3.1 Quasi‐experimental design and participants selection
A quasi‐experimental design was carried out with an experimental group and a control group. Participants were recruited from a university in China, which has offered since 2004 an EFL self‐regulated online learning program. The experimental design criteria were as follows. First, participants should strictly adhere to the arrangements made by their instructors in a specific set time and location. This requirement was set to limit environmental biases considering the complexity of factors that may affect the results of experiments involving physiological measurements. Second, comparisons should be as accurate and objective as possible. To improve consistency within groups, we recruited participants based on their knowledge background and learning experience to try to improve the between‐group relative homogeneity. Third, because gender is an important human factor affecting SR and biofeedback, the gender ratio should be balanced between the two groups.

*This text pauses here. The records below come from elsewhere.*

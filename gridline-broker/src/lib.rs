//! Broker-agnostic traits used by the rest of the workspace.
//!
//! The engine never talks to a venue directly; it goes through
//! [`BrokerSession`], which a connector implements. Asynchronous venue
//! activity (fills, disconnects) flows back through a [`BrokerEvent`]
//! channel owned by the runtime.

use async_trait::async_trait;
use gridline_core::{
    ContractId, Execution, InstrumentSpec, Price, Quantity, Side,
};
use serde::{Deserialize, Serialize};
use thiserror::Error;
use tokio::sync::mpsc;

/// Convenience alias for broker results.
pub type BrokerResult<T> = Result<T, BrokerError>;

/// Common error type returned by broker implementations.
#[derive(Debug, Error)]
pub enum BrokerError {
    /// Transport-level failures (socket drops, timeouts).
    #[error("transport error: {0}")]
    Transport(String),
    /// The venue refused the connection or the client id is in use.
    #[error("connection refused: {0}")]
    Connection(String),
    /// The request parameters are invalid for the target venue.
    #[error("invalid request: {0}")]
    InvalidRequest(String),
    /// The venue rejected the order at the business level.
    #[error("order rejected: {0}")]
    Rejected(String),
    /// The contract query matched nothing.
    #[error("unknown contract: {0}")]
    UnknownContract(String),
    /// A catch-all branch for other issues.
    #[error("unexpected error: {0}")]
    Other(String),
}

/// Time-in-force for submitted orders.
#[derive(Clone, Copy, Debug, Deserialize, Eq, PartialEq, Serialize)]
pub enum TimeInForce {
    Day,
    GoodTillCanceled,
}

/// Venue-level flags applied to every submitted order.
#[derive(Clone, Copy, Debug, Deserialize, PartialEq, Serialize)]
pub struct OrderFlags {
    /// Allow resting outside regular trading hours.
    pub outside_rth: bool,
    pub tif: TimeInForce,
}

impl Default for OrderFlags {
    fn default() -> Self {
        Self {
            outside_rth: true,
            tif: TimeInForce::GoodTillCanceled,
        }
    }
}

/// Venue-assigned handle for an open order, used for cancellation.
pub type OrderHandle = i64;

/// A limit order to be placed on the venue.
#[derive(Clone, Debug, Deserialize, PartialEq, Serialize)]
pub struct LimitOrder {
    /// Packed reference string produced by the identifier codec.
    pub reference: String,
    pub contract_id: ContractId,
    pub side: Side,
    pub price: Price,
    pub quantity: Quantity,
    pub flags: OrderFlags,
}

/// An order currently resting on the venue's book.
#[derive(Clone, Debug, Deserialize, PartialEq, Serialize)]
pub struct OpenOrder {
    pub handle: OrderHandle,
    pub reference: String,
    pub contract_id: ContractId,
    pub side: Side,
    pub price: Price,
    pub quantity: Quantity,
    pub remaining: Quantity,
}

/// Asynchronous notifications delivered by a connector.
#[derive(Clone, Debug)]
pub enum BrokerEvent {
    /// A full or partial fill on one of our orders.
    Execution(Execution),
    /// The session lost its link to the venue.
    Disconnected,
}

/// Sender half handed to connectors so they can push [`BrokerEvent`]s.
pub type EventSender = mpsc::UnboundedSender<BrokerEvent>;

/// A live session against one venue.
///
/// Implementations are expected to be cheap to call repeatedly;
/// `is_connected` in particular is polled every cycle.
#[async_trait]
pub trait BrokerSession: Send + Sync {
    /// Establish (or re-establish) the link to the venue.
    async fn connect(&self) -> BrokerResult<()>;

    /// Whether the link is currently healthy.
    async fn is_connected(&self) -> bool;

    /// Resolve an instrument description to a venue contract id.
    ///
    /// `Ok(None)` means the venue knows no such instrument.
    async fn resolve_contract(&self, spec: &InstrumentSpec) -> BrokerResult<Option<ContractId>>;

    /// Place a limit order; returns the venue handle on acceptance.
    async fn submit_limit_order(&self, order: LimitOrder) -> BrokerResult<OrderHandle>;

    /// Request cancellation of a resting order. Completion is observed
    /// through [`BrokerSession::list_open_orders`], not through this call.
    async fn cancel_order(&self, handle: OrderHandle) -> BrokerResult<()>;

    /// Snapshot of every order our client currently has on the book.
    async fn list_open_orders(&self) -> BrokerResult<Vec<OpenOrder>>;

    /// Last traded (or midpoint) price for the contract.
    async fn fetch_market_price(&self, contract_id: ContractId) -> BrokerResult<Price>;
}

/// Rows of strategy parameters, re-read every cycle.
#[async_trait]
pub trait StrategySource: Send + Sync {
    async fn fetch_rows(&self) -> anyhow::Result<Vec<gridline_core::RawStrategyRow>>;
}

/// Outbound operator alerts (fills, disconnects, rejections).
#[async_trait]
pub trait Notifier: Send + Sync {
    async fn notify(&self, message: &str);
}

/// Notifier that drops every message; used in tests and when alerting
/// is not configured.
#[derive(Clone, Copy, Debug, Default)]
pub struct NoopNotifier;

#[async_trait]
impl Notifier for NoopNotifier {
    async fn notify(&self, _message: &str) {}
}
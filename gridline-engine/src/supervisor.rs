//! Broker connection supervision.
//!
//! Owns the process-wide [`ConnectionState`] and the reconnect loop.
//! Reconnection never gives up; a prolonged outage additionally signals
//! the runtime to run a full order recovery.

use std::sync::Arc;
use std::time::Duration;

use chrono::{DateTime, Utc};
use gridline_broker::BrokerSession;
use gridline_core::ConnectionState;
use tracing::{info, warn};

/// Outcome of one supervision pass.
#[derive(Clone, Copy, Debug, Eq, PartialEq)]
pub enum Recovery {
    /// The link was already healthy.
    None,
    /// The link was re-established. `full_recovery` is set when the
    /// outage exceeded the configured threshold, meaning resting orders
    /// can no longer be trusted and every grid must be re-planted.
    Reconnected { full_recovery: bool },
}

pub struct ConnectionSupervisor {
    session: Arc<dyn BrokerSession>,
    state: ConnectionState,
    /// Whether an established link has since been lost. Distinguishes a
    /// genuine outage from the initial not-yet-connected state.
    link_was_lost: bool,
    /// Fixed pause between reconnection attempts.
    reconnect_interval: Duration,
    /// Outages longer than this trigger a full recovery.
    max_connection_loss: Duration,
}

impl ConnectionSupervisor {
    pub fn new(
        session: Arc<dyn BrokerSession>,
        reconnect_interval: Duration,
        max_connection_loss: Duration,
    ) -> Self {
        Self {
            session,
            state: ConnectionState::new(Utc::now()),
            link_was_lost: false,
            reconnect_interval,
            max_connection_loss,
        }
    }

    #[must_use]
    pub fn state(&self) -> ConnectionState {
        self.state
    }

    /// Record a disconnect event observed at `when`. The outage clock
    /// starts at the first disconnect and is not reset by repeated
    /// events while the link stays down.
    pub fn mark_disconnected(&mut self, when: DateTime<Utc>) {
        if self.state.connected {
            warn!("broker link lost");
            self.link_was_lost = true;
        }
        self.state.connected = false;
        if self.state.disconnected_since.is_none() {
            self.state.disconnected_since = Some(when);
        }
    }

    /// Make sure the session is live before the cycle proceeds.
    ///
    /// While disconnected this retries indefinitely with a fixed pause,
    /// so the call only returns once the link is up.
    pub async fn ensure_connected(&mut self) -> Recovery {
        if self.session.is_connected().await {
            if !self.state.connected {
                // A connector that re-established the link on its own
                // still went through an outage worth classifying.
                if self.link_was_lost {
                    return self.note_restored(Utc::now());
                }
                self.state.last_connected_at = Utc::now();
            }
            self.state.connected = true;
            self.state.disconnected_since = None;
            return Recovery::None;
        }

        self.mark_disconnected(Utc::now());
        let mut attempt = 0u64;
        loop {
            attempt += 1;
            match self.session.connect().await {
                Ok(()) => break,
                Err(err) => {
                    warn!(
                        attempt,
                        error = %err,
                        retry_secs = self.reconnect_interval.as_secs(),
                        "reconnect attempt failed"
                    );
                    tokio::time::sleep(self.reconnect_interval).await;
                }
            }
        }

        self.note_restored(Utc::now())
    }

    /// Stamp the state healthy again and classify the finished outage.
    fn note_restored(&mut self, now: DateTime<Utc>) -> Recovery {
        let outage = self.state.outage_seconds(now);
        let full_recovery = outage > self.max_connection_loss.as_secs() as i64;
        info!(outage_secs = outage, full_recovery, "broker link restored");

        self.state.connected = true;
        self.state.last_connected_at = now;
        self.state.disconnected_since = None;
        self.link_was_lost = false;
        Recovery::Reconnected { full_recovery }
    }
}
//! Layered configuration loading utilities.

use std::path::{Path, PathBuf};

use anyhow::Result;
use config::{Config, ConfigError, Environment, File};
use serde::Deserialize;

/// Root application configuration deserialized from layered sources.
#[derive(Debug, Deserialize)]
pub struct AppConfig {
    #[serde(default = "default_log_level")]
    pub log_level: String,
    #[serde(default)]
    pub broker: BrokerConfig,
    #[serde(default)]
    pub engine: EngineConfig,
    #[serde(default)]
    pub source: SourceConfig,
    #[serde(default)]
    pub alerting: AlertingConfig,
}

/// Connection parameters for the broker gateway.
#[derive(Debug, Deserialize, Clone)]
pub struct BrokerConfig {
    #[serde(default = "default_broker_host")]
    pub host: String,
    #[serde(default = "default_broker_port")]
    pub port: u16,
    /// Client id presented to the gateway; also packed into every
    /// order reference so ownership survives restarts.
    #[serde(default = "default_client_id")]
    pub client_id: i32,
    #[serde(default = "default_connect_timeout_secs")]
    pub connect_timeout_secs: u64,
    /// Pause between reconnection attempts while the link is down.
    #[serde(default = "default_reconnect_secs")]
    pub reconnect_secs: u64,
    /// Outages longer than this trigger a full order recovery.
    #[serde(default = "default_max_connection_loss_secs")]
    pub max_connection_loss_secs: u64,
}

#[derive(Debug, Deserialize, Clone)]
pub struct EngineConfig {
    /// Pause between reconciliation cycles.
    #[serde(default = "default_cycle_secs")]
    pub cycle_secs: u64,
    /// Upper bound on waiting for a cancellation to leave the book.
    #[serde(default = "default_cancel_wait_secs")]
    pub cancel_wait_secs: u64,
    #[serde(default = "default_heartbeat_path")]
    pub heartbeat_path: PathBuf,
}

#[derive(Debug, Deserialize, Clone)]
pub struct SourceConfig {
    #[serde(default = "default_strategies_file")]
    pub strategies_file: PathBuf,
}

#[derive(Debug, Deserialize, Clone, Default)]
pub struct AlertingConfig {
    #[serde(default)]
    pub webhook_url: Option<String>,
}

impl Default for BrokerConfig {
    fn default() -> Self {
        Self {
            host: default_broker_host(),
            port: default_broker_port(),
            client_id: default_client_id(),
            connect_timeout_secs: default_connect_timeout_secs(),
            reconnect_secs: default_reconnect_secs(),
            max_connection_loss_secs: default_max_connection_loss_secs(),
        }
    }
}

impl Default for EngineConfig {
    fn default() -> Self {
        Self {
            cycle_secs: default_cycle_secs(),
            cancel_wait_secs: default_cancel_wait_secs(),
            heartbeat_path: default_heartbeat_path(),
        }
    }
}

impl Default for SourceConfig {
    fn default() -> Self {
        Self {
            strategies_file: default_strategies_file(),
        }
    }
}

fn default_log_level() -> String {
    "info".to_string()
}

fn default_broker_host() -> String {
    "127.0.0.1".to_string()
}

fn default_broker_port() -> u16 {
    7497
}

fn default_client_id() -> i32 {
    19
}

fn default_connect_timeout_secs() -> u64 {
    5
}

fn default_reconnect_secs() -> u64 {
    100
}

fn default_max_connection_loss_secs() -> u64 {
    15
}

fn default_cycle_secs() -> u64 {
    5
}

fn default_cancel_wait_secs() -> u64 {
    10
}

fn default_heartbeat_path() -> PathBuf {
    PathBuf::from("./heartbeat.txt")
}

fn default_strategies_file() -> PathBuf {
    PathBuf::from("./strategies.csv")
}

/// Loads configuration by merging files and environment variables.
///
/// Sources (lowest to highest precedence):
/// 1. `config/default.toml`
/// 2. `config/{environment}.toml` (if `environment` is Some)
/// 3. `config/local.toml` (optional, ignored in git)
/// 4. Environment variables prefixed with `GRIDLINE_`
pub fn load_config(env: Option<&str>) -> Result<AppConfig> {
    let base_path = Path::new("config");

    let mut builder =
        Config::builder().add_source(File::from(base_path.join("default.toml")).required(true));
    if let Some(env_name) = env {
        builder = builder
            .add_source(File::from(base_path.join(format!("{env_name}.toml"))).required(false));
    }

    builder = builder.add_source(File::from(base_path.join("local.toml")).required(false));

    builder = builder.add_source(
        Environment::with_prefix("GRIDLINE")
            .separator("__")
            .ignore_empty(true),
    );

    let config = builder.build()?;
    config
        .try_deserialize()
        .map_err(|err: ConfigError| err.into())
}
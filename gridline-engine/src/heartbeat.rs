//! Liveness heartbeat consumed by an external health monitor.

use std::path::Path;

use anyhow::Context;
use chrono::{DateTime, Utc};

/// Overwrite the heartbeat file with the current timestamp.
pub fn write_heartbeat(path: &Path, now: DateTime<Utc>) -> anyhow::Result<()> {
    std::fs::write(path, format!("{}\n", now.to_rfc3339()))
        .with_context(|| format!("failed to write heartbeat to {}", path.display()))
}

By following the selection criteria above, 106 participants majoring in economics at undergraduate level grade one were selected randomly from lists of original university cohorts. After a random selection and screening to the set criteria, random student allocation generated an experimental group with 54 students and a control group with 52 students. Compared with other majors in this university, the gender ratio in economics is relatively balanced, and students' general proficiency of EFL reading ranged from band three to band four of the College English Test (CET 4), which is a standardized test adopted by the Chinese education system. All participants had little or no familiarity or background on physiology tests.
3.2 Procedures and instruments
The current teaching experiment was conducted from September 2015 to January 2016 and provided students with the opportunity to engage in multilevel learning activities. The experiment consisted of five EFL classes each week, of which two were 45‐min “reading and writing” (R&W) classes in a physical classroom, two were 45‐min “collaborative learning” (CL) classes in an interactive classroom, and one was 1‐hr “autonomous learning” (AL) classes in a language lab with a computer for each individual participant. In addition, the teaching experiments were fairly designed for both the control group and experimental group, because the learning conditions were exactly the same for both groups; that is, the same material, contents, and instructors were used. Biofeedback was administered only for the experimental group.

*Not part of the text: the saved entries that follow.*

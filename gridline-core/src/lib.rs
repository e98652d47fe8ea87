//! Fundamental data types shared across the entire workspace.

use std::collections::BTreeMap;
use std::fmt;

use chrono::{DateTime, Utc};
use rust_decimal::Decimal;
use serde::{Deserialize, Serialize};
use thiserror::Error;

pub mod order_ref;

pub use order_ref::{NotMine, OrderRef, OrderRefCodec};

/// Alias for price precision.
pub type Price = Decimal;
/// Alias for quantity precision.
pub type Quantity = Decimal;
/// Broker-assigned contract identifier obtained from contract qualification.
pub type ContractId = i64;
/// Identifier of a strategy row, unique among active strategies.
pub type StrategyId = i64;
/// Identifier of the API client session placing orders.
pub type ClientId = i32;

/// The side of an order or fill.
#[derive(Clone, Copy, Debug, Deserialize, Eq, PartialEq, Serialize)]
pub enum Side {
    Buy,
    Sell,
}

impl Side {
    /// Returns the opposite side (buy <-> sell).
    #[must_use]
    pub fn inverse(self) -> Self {
        match self {
            Self::Buy => Self::Sell,
            Self::Sell => Self::Buy,
        }
    }
}

impl fmt::Display for Side {
    fn fmt(&self, f: &mut fmt::Formatter<'_>) -> fmt::Result {
        match self {
            Self::Buy => f.write_str("BUY"),
            Self::Sell => f.write_str("SELL"),
        }
    }
}

/// Instrument family a strategy trades.
#[derive(Clone, Copy, Debug, Deserialize, Eq, PartialEq, Serialize)]
#[serde(rename_all = "UPPERCASE")]
pub enum Mode {
    Stock,
    Future,
}

/// Extra contract fields required when `mode` is [`Mode::Future`].
#[derive(Clone, Debug, Deserialize, Eq, PartialEq, Serialize)]
pub struct FutureSpec {
    /// Last trade date or contract month, e.g. `20240315` or `202403`.
    pub contract_month: String,
    pub local_symbol: String,
    pub multiplier: String,
}

/// Broker-agnostic description of the instrument a strategy trades.
#[derive(Clone, Debug, Deserialize, Eq, PartialEq, Serialize)]
pub struct InstrumentSpec {
    pub mode: Mode,
    pub symbol: String,
    pub exchange: String,
    pub currency: String,
    pub future: Option<FutureSpec>,
}

impl InstrumentSpec {
    /// Contract multiplier as a decimal factor; `1` for stocks or malformed input.
    #[must_use]
    pub fn multiplier(&self) -> Decimal {
        self.future
            .as_ref()
            .and_then(|f| f.multiplier.trim().parse::<Decimal>().ok())
            .filter(|m| *m > Decimal::ZERO)
            .unwrap_or(Decimal::ONE)
    }
}

/// Life-cycle action assigned to a strategy during reconciliation.
#[derive(Clone, Copy, Debug, Deserialize, Eq, PartialEq, Serialize)]
pub enum StrategyAction {
    /// The configuration belongs to a strategy seen for the first time.
    New,
    /// A previously stopped strategy became active again.
    Start,
    /// An active strategy was deactivated; its orders must be cancelled.
    Stop,
    /// The strategy keeps working unchanged.
    Continue,
    /// The row disappeared from the source; cancel and forget the strategy.
    Deleted,
}

/// One raw key/value row read from the configuration source.
///
/// The source stores everything as strings; [`StrategyConfig::from_row`] is
/// the only place where fields are typed and validated.
#[derive(Clone, Debug, Default, Deserialize, Serialize)]
pub struct RawStrategyRow(pub BTreeMap<String, String>);

impl RawStrategyRow {
    #[must_use]
    pub fn new() -> Self {
        Self::default()
    }

    pub fn set(&mut self, key: impl Into<String>, value: impl Into<String>) -> &mut Self {
        self.0.insert(key.into(), value.into());
        self
    }

    /// Returns the trimmed field value, treating blank cells as missing.
    #[must_use]
    pub fn field(&self, key: &str) -> Option<&str> {
        self.0
            .get(key)
            .map(|value| value.trim())
            .filter(|value| !value.is_empty())
    }
}

/// Reasons a raw row failed validation and was dropped for the cycle.
#[derive(Debug, Error)]
pub enum RowError {
    #[error("missing required field '{0}'")]
    MissingField(&'static str),
    #[error("field '{field}' is not a valid number: '{value}'")]
    InvalidNumber { field: &'static str, value: String },
    #[error("field '{0}' must not be negative")]
    NegativeField(&'static str),
    #[error("field '{0}' must be positive")]
    NonPositiveField(&'static str),
    #[error("unknown mode '{0}' (expected STOCK or FUTURE)")]
    UnknownMode(String),
}

/// Fully typed configuration of one grid strategy.
#[derive(Clone, Debug, Deserialize, PartialEq, Serialize)]
pub struct StrategyConfig {
    pub strategy_id: StrategyId,
    pub instrument: InstrumentSpec,
    pub active: bool,
    /// Central grid price; [`Decimal::ZERO`] means "fetch from the market".
    pub initial_price: Price,
    pub order_quantity: Quantity,
    /// Grid spacing between adjacent ladder levels.
    pub step: Decimal,
    pub buy_levels: u32,
    pub sell_levels: u32,
    pub max_long_risk: Decimal,
    pub max_short_risk: Decimal,
    /// Assigned after broker contract qualification; `None` skips the cycle.
    pub contract_id: Option<ContractId>,
    pub action: StrategyAction,
}

impl StrategyConfig {
    /// Parse and validate one raw configuration row.
    ///
    /// Field presence is never trusted: every required field is checked, every
    /// numeric field is range-checked, and the error names the offending
    /// field so the reconciler can log a useful line before dropping the row.
    pub fn from_row(row: &RawStrategyRow) -> Result<Self, RowError> {
        let strategy_id = parse_int(row, "strategy_id")?;
        let mode = match required(row, "mode")? {
            "STOCK" => Mode::Stock,
            "FUTURE" => Mode::Future,
            other => return Err(RowError::UnknownMode(other.to_string())),
        };
        let future = match mode {
            Mode::Stock => None,
            Mode::Future => Some(FutureSpec {
                contract_month: required(row, "future_contract_month")?.to_string(),
                local_symbol: required(row, "future_local_symbol")?.to_string(),
                multiplier: required(row, "future_multiplier")?.to_string(),
            }),
        };
        let instrument = InstrumentSpec {
            mode,
            symbol: required(row, "symbol")?.to_string(),
            exchange: required(row, "exchange")?.to_string(),
            currency: required(row, "currency")?.to_string(),
            future,
        };

        let active = row
            .field("active")
            .map(is_truthy)
            .ok_or(RowError::MissingField("active"))?;
        let initial_price = parse_decimal(row, "initial_price")?;
        let order_quantity = parse_decimal(row, "order_quantity")?;
        let step = parse_decimal(row, "step")?;
        let buy_levels = parse_levels(row, "buy_levels")?;
        let sell_levels = parse_levels(row, "sell_levels")?;
        let max_long_risk = parse_decimal(row, "max_long_risk")?;
        let max_short_risk = parse_decimal(row, "max_short_risk")?;

        if initial_price < Decimal::ZERO {
            return Err(RowError::NegativeField("initial_price"));
        }
        if order_quantity <= Decimal::ZERO {
            return Err(RowError::NonPositiveField("order_quantity"));
        }
        if step <= Decimal::ZERO {
            return Err(RowError::NonPositiveField("step"));
        }
        if max_long_risk < Decimal::ZERO {
            return Err(RowError::NegativeField("max_long_risk"));
        }
        if max_short_risk < Decimal::ZERO {
            return Err(RowError::NegativeField("max_short_risk"));
        }

        Ok(Self {
            strategy_id,
            instrument,
            active,
            initial_price,
            order_quantity,
            step,
            buy_levels,
            sell_levels,
            max_long_risk,
            max_short_risk,
            contract_id: None,
            action: StrategyAction::New,
        })
    }
}

fn required<'a>(row: &'a RawStrategyRow, field: &'static str) -> Result<&'a str, RowError> {
    row.field(field).ok_or(RowError::MissingField(field))
}

fn parse_int(row: &RawStrategyRow, field: &'static str) -> Result<i64, RowError> {
    let raw = required(row, field)?;
    raw.parse().map_err(|_| RowError::InvalidNumber {
        field,
        value: raw.to_string(),
    })
}

fn parse_decimal(row: &RawStrategyRow, field: &'static str) -> Result<Decimal, RowError> {
    let raw = required(row, field)?;
    raw.replace(',', ".")
        .parse()
        .map_err(|_| RowError::InvalidNumber {
            field,
            value: raw.to_string(),
        })
}

fn parse_levels(row: &RawStrategyRow, field: &'static str) -> Result<u32, RowError> {
    let value = parse_int(row, field)?;
    u32::try_from(value).map_err(|_| RowError::NegativeField(field))
}

/// Spreadsheet cells carry booleans in several spellings.
fn is_truthy(value: &str) -> bool {
    matches!(
        value.to_ascii_lowercase().as_str(),
        "true" | "yes" | "y" | "1" | "on"
    )
}

/// Broker-reported fill for one of our orders.
#[derive(Clone, Debug, Deserialize, PartialEq, Serialize)]
pub struct Execution {
    /// The flat reference string the order was submitted with.
    pub order_ref: String,
    pub side: Side,
    pub price: Price,
    pub quantity: Quantity,
    /// Zero means the order is completely filled.
    pub remaining: Quantity,
    pub timestamp: DateTime<Utc>,
}

impl Execution {
    /// Whether this event completes the order.
    #[must_use]
    pub fn is_complete(&self) -> bool {
        self.remaining.is_zero()
    }
}

/// Process-wide connection status, owned by the connection supervisor.
#[derive(Clone, Copy, Debug)]
pub struct ConnectionState {
    pub connected: bool,
    pub last_connected_at: DateTime<Utc>,
    pub disconnected_since: Option<DateTime<Utc>>,
}

impl ConnectionState {
    #[must_use]
    pub fn new(now: DateTime<Utc>) -> Self {
        Self {
            connected: false,
            last_connected_at: now,
            disconnected_since: Some(now),
        }
    }

    /// Seconds spent disconnected, or zero while connected.
    #[must_use]
    pub fn outage_seconds(&self, now: DateTime<Utc>) -> i64 {
        match self.disconnected_since {
            Some(since) => (now - since).num_seconds().max(0),
            None => 0,
        }
    }
}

The above arrangement ensured that almost all the teaching and learning processes were given utmost control, so as to minimize sources of bias and to enable us to identify whether SR is a valid tool for enhancing learners' performance. The current experiment was performed for nearly a semester, and Figure 1 shows that the learning experiments consisted of three stages with the different instruments.

3.2.1 Homogeneity test
In the first stage, both Bloom's taxonomy scale and standard EFL reading material were used to test the homogeneity of the subjects. To ensure the quality of the pretest and posttest, both a cognitive hierarchy questionnaire and a reading comprehension test were conducted during the R&W class under the teachers' supervision. Furthermore, to minimize psychological interference on the participants, this experiment employed a double‐blind approach.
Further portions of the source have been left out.